Mohamed Essabbar : “Le CNDH va se prononcer sur le degré de vérité de chaque dossier en suspens”


Entretien réalisé par Mustapha Elouizi
Vendredi 1 Février 2013

Mohamed Essabbar : “Le CNDH va se prononcer sur le degré de vérité de chaque dossier en suspens”
Secrétaire général du CNDH, Mohamed Essabar maîtrise bien son sujet. Il a aussi bien l’esprit de détail que celui des grandes idées qui sous-tendent le projet de la réconciliation. Ce n’est pas étonnant, quand on sait qu’il était lui-même victime des années de plomb, l’un des fondateurs du Forum vérité et Justice et l’un de ses anciens présidents. Il était également vice-président et plusieurs fois membre de l’AMDH, et avocat au barreau de Rabat. Il a suivi plusieurs affaires relatives aux graves violations des droits de l’Homme. Entretien.

Libé : Quel bilan faites-vous de la réconciliation nationale?

Mohamed Essabbar : Le bilan que nous faisons au sein du Conseil est globalement positif. Avant de vous donner des chiffres, je voudrais souligner d’abord que la période traitée par l’ancienne Instance Equité et Réconciliation (IER) était des plus longues en matière de justice transitionnelle : 1956 – 1999. Ensuite, je remarque que personne n’a été contre les recommandations de cette instance présidée par feu Benzekri, lui-même victime des années de plomb. Les approches suivies dans le processus sont reconnues à l’échelon international (genre, participation, droit, politique et institutionnelle, auditions publiques…), tout en laissant la possibilité aux victimes non satisfaites de recourir à la justice.
Au niveau de l’indemnisation individuelle, il y a eu 17.000 personnes. Pour ce, on avait eu recours à des approches reconnues. Au niveau de l’intégration sociale, une grande partie de cas a été réglée, et il nous reste quelque trois cents cas à résoudre prochainement. Mais, il ne faut pas oublier que le mandat de l’IER concernait des investigations sur les violations graves des droits de l’Homme. Il y a eu aussi l’adoption d’autres approches, telle que la réhabilitation médicale, sociale et administrative.

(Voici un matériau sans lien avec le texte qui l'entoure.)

//! Connector configuration.

use std::time::Duration;

use thiserror::Error;

/// Default M2X API endpoint.
pub const DEFAULT_API_URL: &str = "http://api-m2x.att.com/v2/";

/// Validated configuration for one device/stream endpoint.
#[derive(Debug, Clone)]
pub struct ConnectorConfig {
    /// API key sent as the `X-API-KEY` header. Treat as a secret.
    pub api_key: String,
    /// Base API URL; trailing slashes are tolerated.
    pub api_url: String,
    pub device_id: String,
    pub stream_name: String,
    /// How far in the past to bound the first fetch when no cursor is
    /// stored. Zero means no lower bound.
    pub start_time_ago: Duration,
}

/// Configuration validation failures.
#[derive(Debug, Error)]
pub enum ConfigError {
    #[error("missing required property: {0}")]
    Missing(&'static str),

    #[error("invalid API URL {url:?}: {reason}")]
    InvalidUrl { url: String, reason: String },
}

impl ConnectorConfig {
    /// Create a new builder.
    pub fn builder() -> ConnectorConfigBuilder {
        ConnectorConfigBuilder::default()
    }
}

/// Builder for [`ConnectorConfig`].
#[derive(Debug, Default)]
pub struct ConnectorConfigBuilder {
    api_key: Option<String>,
    api_url: Option<String>,
    device_id: Option<String>,
    stream_name: Option<String>,
    start_time_ago: Option<Duration>,
}

impl ConnectorConfigBuilder {
    /// Set the API key (required).
    pub fn api_key(mut self, api_key: impl Into<String>) -> Self {
        self.api_key = Some(api_key.into());
        self
    }

    /// Set the base API URL (default: [`DEFAULT_API_URL`]).
    pub fn api_url(mut self, api_url: impl Into<String>) -> Self {
        self.api_url = Some(api_url.into());
        self
    }

    /// Set the device id (required).
    pub fn device_id(mut self, device_id: impl Into<String>) -> Self {
        self.device_id = Some(device_id.into());
        self
    }

    /// Set the stream name (required).
    pub fn stream_name(mut self, stream_name: impl Into<String>) -> Self {
        self.stream_name = Some(stream_name.into());
        self
    }

    /// Set the first-run lookback (default: zero, no lower bound).
    pub fn start_time_ago(mut self, ago: Duration) -> Self {
        self.start_time_ago = Some(ago);
        self
    }

    /// Validate and build the configuration.
    pub fn build(self) -> Result<ConnectorConfig, ConfigError> {
        let api_key = required(self.api_key, "api_key")?;
        let device_id = required(self.device_id, "device_id")?;
        let stream_name = required(self.stream_name, "stream_name")?;

        let api_url = self
            .api_url
            .filter(|url| !url.is_empty())
            .unwrap_or_else(|| DEFAULT_API_URL.to_string());
        reqwest::Url::parse(&api_url).map_err(|err| ConfigError::InvalidUrl {
            url: api_url.clone(),
            reason: err.to_string(),
        })?;

        Ok(ConnectorConfig {
            api_key,
            api_url,
            device_id,
            stream_name,
            start_time_ago: self.start_time_ago.unwrap_or(Duration::ZERO),
        })
    }
}

fn required(value: Option<String>, name: &'static str) -> Result<String, ConfigError> {
    value
        .filter(|v| !v.is_empty())
        .ok_or(ConfigError::Missing(name))
}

Le mandat de l’IER avait mis en avant le volet réparation communautaire. Que pouvez-vous dire dans ce sens?

Ce programme visait à entreprendre une réconciliation des populations ayant souffert de l’existence de centres de détention secrets sur leur sol. Celui-ci a concerné 13 sites dont Zagora, Ouarzazate, Tinghir, Nador, El Hoceima, Tan Tan, Hay Mohammadi, Khénifra, Errachidia, Figuig. Mais, la difficulté est qu’il s’agit d’une initiative sans précédent. Il n’existait pas auparavant dans les expériences mondiales une pareille démarche. Donc il fallait tout entreprendre.

Quelle est la nature des projets initiés dans ce sens ?

Là, il fallait initier des projets qui prônent la mémoire et rétablissent une réparation collective des dommages. La première idée était de préserver la mémoire et de tourner définitivement cette page. Des musées verront bientôt le jour, comme celui du Rif, le musée des oasis, le musée d’Agdz, ainsi que la transformation du centre de Derb Moulay Chrif en complexe culturel et éducatif. On n’oubliera pas les cimetières, dans la mesure où l’on prévoit l’aménagement des cimetières de Casablanca, où sont enterrées les personnes décédées lors des événements de 1981, du cimetière de Kelâat Mgouna et d’Agdz. Le Centre contribue actuellement de manière active au projet des archives du Maroc, grande défaillance nationale, et on a déjà dans ce sens mis en place un master de «l’histoire contemporaine», dans le cadre d’un partenariat avec l’Université Mohammed V à Rabat.

Qu’en est-il de la question de la vérité dans ce dossier ?

Le processus de réconciliation a pu dévoiler la vérité au sujet de 767 cas, décédés dans des circonstances indéterminées, suite à des enlèvements ou disparitions. On avait également révélé des dossiers aussi bien à caractère individuel que collectif.  Certes, il reste moins d’une dizaine de cas en suspens, mais le conseil compte se prononcer ultérieurement sur le degré de vérité atteint sur chaque dossier.

Et sur les plans politique et institutionnel?

Il faut bien souligner dans ce cadre que toutes les recommandations de l’ancienne IER avaient bel et bien été constitutionnalisées par la Loi fondamentale de 2011. Ce qui n’est pas rien, dans la mesure où plusieurs changements survenus dans ce sens réfèrent à ces recommandations. L’on peut nous rétorquer deux manquements : la peine de mort et la non reconnaissance de la Cour pénale internationale. Dans le premier cas, je répondrais volontiers que la Constitution stipule également le droit à la vie, ce qui pourrait être compris tacitement comme étant une condamnation de la peine de mort. Et en deuxième lieu, la Constitution pénalise les crimes commis dans des circonstances pareilles que celles stipulées par la CPI, ce qui peut aussi constituer une plaidoirie en faveur de cette cause.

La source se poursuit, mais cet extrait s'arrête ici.